William Jancosko, the Chief Financial Officer of Timepiece Capital, also testified at the trial. He is a Certified Public Accountant with a Bachelors degree in accounting from Penn State and an MBA from the University of Pittsburgh. He stated that in doing due diligence, he reviews the records of the business, the balance sheet, income statements and supporting documentation. He testified that he cannot look at all the records, and does the same thing that auditors do — sample tests the records. He performs an overall analysis, checking for business risks and then analyzes the risks. In doing so, he looks for "red flags" or for business risks that his company would not want to take. He stated that his company buys about six to twelve business reviews before they even go to due diligence.

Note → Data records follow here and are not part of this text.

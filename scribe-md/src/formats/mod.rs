//! Format implementations
//!
//! Each output format lives in its own module and owns its handlers.

pub mod markdown;

pub use markdown::MarkdownWriter;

From Jancosko's perspective, the financials are the most important component of the process. He visited the plant in November of 2005 to conduct due diligence and was there for five days. He checked finances and spreadsheets, verified and tested accounts and sampled customer and vendor invoices. He testified that Jennifer Thompson provided these documents to him. He gave Thompson ten or twelve invoice numbers or dates, she pulled the documents, and he traced them back in detail. He testified he thought the financials were "okay." Further, he testified that Timepiece generally looks at businesses worth less than 20 million dollars and that it is not unusual to find that companies that size do not comply with GAAP. He stated he expects the warranties and representations to be true. He testified that warranty claims generally increase over time and that it is not unusual to see the warranty claims go up as the market matures.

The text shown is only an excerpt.